Elqui Province (Provincia de Elqui /es/) is a province in the Coquimbo Region of Chile. Its capital is Coquimbo. Spread over an area of 16895.1 km2, it had a population of 562,457 inhabitants as per the 2024 Chilean census. The province was established by law on 1 August 1974.

==History==
The Coquimbo Region was established on 1 August 1974, from the erstwhile Intendency of Coquimbo, which had been established on 23 September 1811. It is divided into three provinces: Elqui, Limarí and Choapas, which are further divided into 18 communes.

==Geography==
Elqui Province is one of the provinces of the Coquimbo Region in Chile.
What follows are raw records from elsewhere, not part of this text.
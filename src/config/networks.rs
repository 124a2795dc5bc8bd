// SPDX-FileCopyrightText: 2025 Semiotic AI, Inc.
//
// SPDX-License-Identifier: Apache-2.0

//! Network definitions and user-added custom networks
//!
//! Exactly one unit per active network is the *network unit*; every other unit
//! is a token. [`NetworkConfig`] carries that unit and its precision, and
//! [`CustomNetworks`] holds the networks a user added by hand, keyed by id.

use std::collections::BTreeMap;

use alloy_chains::NamedChain;
use serde::{Deserialize, Serialize};
use tracing::info;

use super::constants::DEFAULT_NETWORK_UNIT;
use crate::{ConfigError, TokenDecimals, Unit};

fn default_network_decimals() -> TokenDecimals {
    TokenDecimals::NATIVE
}

/// A network the wallet can send on
///
/// # Examples
///
/// ```
/// use alloy_chains::NamedChain;
/// use unitswap::{NetworkConfig, Unit};
///
/// let mainnet = NetworkConfig::builtin(NamedChain::Mainnet);
/// assert!(mainnet.is_network_unit(&Unit::new("ETH")));
/// assert!(!mainnet.is_network_unit(&Unit::new("USDC")));
/// ```
#[derive(Debug, Clone, PartialEq, Eq, Serialize, Deserialize)]
pub struct NetworkConfig {
    /// Unique id of the network
    pub id: String,
    /// EIP-155 chain id
    pub chain_id: u64,
    /// Display name
    pub name: String,
    /// Symbol of the native currency
    pub unit: Unit,
    /// Precision of the native currency
    #[serde(default = "default_network_decimals")]
    pub decimals: TokenDecimals,
    /// Whether the user added this network by hand
    #[serde(default)]
    pub is_custom: bool,
}

impl NetworkConfig {
    /// Built-in definition of a well-known chain
    ///
    /// The network unit is the chain's native currency symbol, falling back to
    /// `ETH` for chains that do not declare one.
    pub fn builtin(chain: NamedChain) -> Self {
        let unit = chain
            .native_currency_symbol()
            .unwrap_or(DEFAULT_NETWORK_UNIT);

        Self {
            id: chain.to_string(),
            chain_id: chain as u64,
            name: chain.to_string(),
            unit: Unit::new(unit),
            decimals: TokenDecimals::NATIVE,
            is_custom: false,
        }
    }

    /// Definition of a user-added network with an 18-decimal native currency
    pub fn custom(
        id: impl Into<String>,
        chain_id: u64,
        name: impl Into<String>,
        unit: impl Into<Unit>,
    ) -> Self {
        Self {
            id: id.into(),
            chain_id,
            name: name.into(),
            unit: unit.into(),
            decimals: TokenDecimals::NATIVE,
            is_custom: true,
        }
    }

    /// Whether `unit` is this network's native currency
    pub fn is_network_unit(&self, unit: &Unit) -> bool {
        self.unit == *unit
    }
}

impl Default for NetworkConfig {
    fn default() -> Self {
        Self::builtin(NamedChain::Mainnet)
    }
}

/// User-added networks keyed by id
///
/// Adding a network whose id already exists replaces it.
#[derive(Debug, Clone, Default, PartialEq, Eq, Serialize, Deserialize)]
#[serde(transparent)]
pub struct CustomNetworks(BTreeMap<String, NetworkConfig>);

impl CustomNetworks {
    /// Create an empty set of custom networks
    pub fn new() -> Self {
        Self::default()
    }

    /// Add (or replace) a custom network
    ///
    /// # Errors
    ///
    /// Returns [`ConfigError::NotCustomNetwork`] if `network.is_custom` is false.
    pub fn add(&mut self, network: NetworkConfig) -> Result<(), ConfigError> {
        if !network.is_custom {
            return Err(ConfigError::NotCustomNetwork { id: network.id });
        }

        info!(
            id = %network.id,
            chain_id = network.chain_id,
            unit = %network.unit,
            "Adding custom network"
        );
        self.0.insert(network.id.clone(), network);
        Ok(())
    }

    /// Remove a custom network by id
    pub fn remove(&mut self, id: &str) -> Option<NetworkConfig> {
        self.0.remove(id)
    }

    /// Look up a custom network by id
    pub fn get(&self, id: &str) -> Option<&NetworkConfig> {
        self.0.get(id)
    }

    /// Number of custom networks
    pub fn len(&self) -> usize {
        self.0.len()
    }

    /// Check if there are no custom networks
    pub fn is_empty(&self) -> bool {
        self.0.is_empty()
    }

    /// Iterate over custom networks ordered by id
    pub fn iter(&self) -> impl Iterator<Item = &NetworkConfig> {
        self.0.values()
    }
}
It spans an area of 16895.1 km2 and has its capital at Coquimbo. It is located in the Elqui Valley, which is one of the major wine producing regions in Chile. Located at the end of the Atacama desert, the valley has one of the clearest skies, which attracts stargazers. About 57% of the land area of the province is part of the Elqui River basin, 20% of the land area forms part of the Los Chorros River basin. The village of Pisco Elqui is popular for the manufacture of Pisco, a type of brandy made from grapes.
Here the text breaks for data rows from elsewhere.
// SPDX-FileCopyrightText: 2025 Semiotic AI, Inc.
//
// SPDX-License-Identifier: Apache-2.0

//! Token metadata type

use alloy_primitives::Address;
use serde::{Deserialize, Serialize};

use super::decimals::TokenDecimals;
use crate::Unit;

/// What the wallet knows about a token unit
///
/// `address` is the ERC-20 contract a transfer call is sent to, and `decimal`
/// is the precision user input is rebased to when the token becomes the active
/// unit.
///
/// # Examples
///
/// ```
/// use alloy_primitives::address;
/// use unitswap::{TokenDecimals, TokenMetadata, Unit};
///
/// let usdc = TokenMetadata::new(
///     "USDC",
///     address!("a0b86991c6218b36c1d19d4a2e9eb0ce3606eb48"),
///     TokenDecimals::USDC,
/// );
/// assert_eq!(usdc.symbol, Unit::new("USDC"));
/// ```
#[derive(Debug, Clone, PartialEq, Eq, Serialize, Deserialize)]
pub struct TokenMetadata {
    /// Unit symbol the token is selected by
    pub symbol: Unit,
    /// ERC-20 contract address
    pub address: Address,
    /// Decimal precision of the token
    pub decimal: TokenDecimals,
}

impl TokenMetadata {
    /// Create token metadata
    pub fn new(symbol: impl Into<Unit>, address: Address, decimal: TokenDecimals) -> Self {
        Self {
            symbol: symbol.into(),
            address,
            decimal,
        }
    }
}
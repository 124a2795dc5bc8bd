// SPDX-FileCopyrightText: 2025 Semiotic AI, Inc.
//
// SPDX-License-Identifier: Apache-2.0

//! Amount validation against the wallet's balances
//!
//! Before a rebased amount is committed to the transaction draft it must pass an
//! [`AmountValidator`]. The validator is a pure predicate: it never mutates state
//! and never reports *why* an amount is invalid. Surfacing that to the user is the
//! UI's concern.
//!
//! [`BalanceValidator`] is the wallet's implementation. It checks that:
//!
//! 1. the input parsed to an amount at all
//! 2. the account can pay for the transaction in ether: the amount itself when
//!    sending the network unit, plus `gas_limit × gas_price` in every case
//! 3. when sending a token, the token balance covers the amount
//!
//! Balances the wallet does not know yet (offline, not fetched) are not held
//! against the user.

use std::collections::HashMap;

use serde::{Deserialize, Serialize};
use tracing::debug;

use crate::{NetworkConfig, TokenAmount, Unit, UnitSwapConfig, WeiAmount};

/// Predicate gating amounts before they are committed to a transaction draft
///
/// Implement this trait to plug in custom validation. The trait is object-safe,
/// so coordinators accept `&dyn AmountValidator`.
pub trait AmountValidator: Send + Sync {
    /// Whether `value`, denominated in `unit`, may be committed
    ///
    /// `None` means the user's input did not parse to an amount.
    fn validate(&self, value: Option<TokenAmount>, unit: &Unit) -> bool;
}

/// Balances and gas pricing known to the wallet at validation time
#[derive(Debug, Clone, Default, PartialEq, Eq, Serialize, Deserialize)]
pub struct BalanceSnapshot {
    /// Ether balance of the sending account, if fetched
    pub ether_balance: Option<WeiAmount>,
    /// Token balances of the sending account by unit symbol
    pub token_balances: HashMap<Unit, TokenAmount>,
    /// Gas price the transaction will be sent with
    pub gas_price: WeiAmount,
    /// Whether the wallet is offline (balances cannot be trusted)
    pub offline: bool,
}

impl BalanceSnapshot {
    /// Snapshot with a known ether balance and gas price
    pub fn new(ether_balance: WeiAmount, gas_price: WeiAmount) -> Self {
        Self {
            ether_balance: Some(ether_balance),
            token_balances: HashMap::new(),
            gas_price,
            offline: false,
        }
    }

    /// Add a known token balance
    pub fn with_token_balance(mut self, unit: impl Into<Unit>, balance: TokenAmount) -> Self {
        self.token_balances.insert(unit.into(), balance);
        self
    }
}

/// Validates amounts against a [`BalanceSnapshot`]
///
/// # Examples
///
/// ```
/// use unitswap::{AmountValidator, BalanceSnapshot, BalanceValidator, UnitSwapConfig, Unit, WeiAmount};
///
/// let config = UnitSwapConfig::default();
/// let one_eth = WeiAmount::from(1_000_000_000_000_000_000u64);
/// let validator = BalanceValidator::new(&config, BalanceSnapshot::new(one_eth, WeiAmount::ZERO));
///
/// let half_eth = Some(500_000_000_000_000_000u64.into());
/// assert!(validator.validate(half_eth, &Unit::new("ETH")));
/// assert!(!validator.validate(None, &Unit::new("ETH")));
/// ```
#[derive(Debug, Clone)]
pub struct BalanceValidator {
    network: NetworkConfig,
    native_gas_limit: u64,
    token_gas_limit: u64,
    snapshot: BalanceSnapshot,
}

impl BalanceValidator {
    /// Create a validator for the configured network and gas limits
    pub fn new(config: &UnitSwapConfig, snapshot: BalanceSnapshot) -> Self {
        Self {
            network: config.network.clone(),
            native_gas_limit: config.native_gas_limit,
            token_gas_limit: config.token_gas_limit,
            snapshot,
        }
    }

    /// Current balance snapshot
    pub fn snapshot(&self) -> &BalanceSnapshot {
        &self.snapshot
    }

    /// Replace the balance snapshot (e.g. after a balance refresh)
    pub fn set_snapshot(&mut self, snapshot: BalanceSnapshot) {
        self.snapshot = snapshot;
    }

    fn has_enough_ether(&self, amount: TokenAmount, unit: &Unit, balance: WeiAmount) -> bool {
        let is_network_unit = self.network.is_network_unit(unit);
        let (sent, gas_limit) = if is_network_unit {
            (WeiAmount::from(amount), self.native_gas_limit)
        } else {
            (WeiAmount::ZERO, self.token_gas_limit)
        };

        let required = WeiAmount::gas_cost(gas_limit, self.snapshot.gas_price)
            .and_then(|gas| gas.checked_add(sent));

        match required {
            Some(required) if required <= balance => true,
            Some(required) => {
                debug!(
                    unit = %unit,
                    required = %required,
                    balance = %balance,
                    "Ether balance does not cover amount and gas"
                );
                false
            }
            None => false,
        }
    }

    fn has_enough_tokens(&self, amount: TokenAmount, unit: &Unit) -> bool {
        match self.snapshot.token_balances.get(unit) {
            Some(balance) if amount <= *balance => true,
            Some(balance) => {
                debug!(
                    unit = %unit,
                    amount = %amount,
                    balance = %balance,
                    "Token balance does not cover amount"
                );
                false
            }
            None => true,
        }
    }
}

impl AmountValidator for BalanceValidator {
    fn validate(&self, value: Option<TokenAmount>, unit: &Unit) -> bool {
        let Some(amount) = value else {
            return false;
        };

        if self.snapshot.offline {
            return true;
        }

        let ether_ok = match self.snapshot.ether_balance {
            Some(balance) => self.has_enough_ether(amount, unit, balance),
            None => true,
        };

        ether_ok && (self.network.is_network_unit(unit) || self.has_enough_tokens(amount, unit))
    }
}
The province is divided into six communes-Andacollo, Coquimbo, La Higuera, La Serena, Paihuano, and Vicuña.

===Climate===
Elqui has a Mediterranean climate (Classification: Csb) with an average annual temperature of 18.4 C. It receives an average of 11.16 mm of precipitation annually.

==Demographics==
According to the 2024 Chilean census, Elqui Province had a population of 562,457 inhabitants. The population consisted of 289,977 females (51.6%) and 272,480 males (48.4%). About 18.7% of the population was below the age of 15 years, 67.9% belonged to the age group of 15–64 years, and 13.4% was aged 65 years or older. The province had an urban population of 492,369 inhabitants (87.5%) and a rural population of 70,088 inhabitants (12.5%). Most of the residents were born in Chile, accounting for 528,336 inhabitants (93.9%). Non-indigenous people formed the majority of the population with 505,603 inhabitants (89.9%), while 56,782 inhabitants (10.1%) identified themselves as belonging to indigenous groups. Roman Catholics formed the largest religious group with 277,612 adherents (61%), followed by 118,268 inhabitants (26%) indicating no religious affiliation, and Evangelicals or Protestants with 37,557 adherents (8.3%).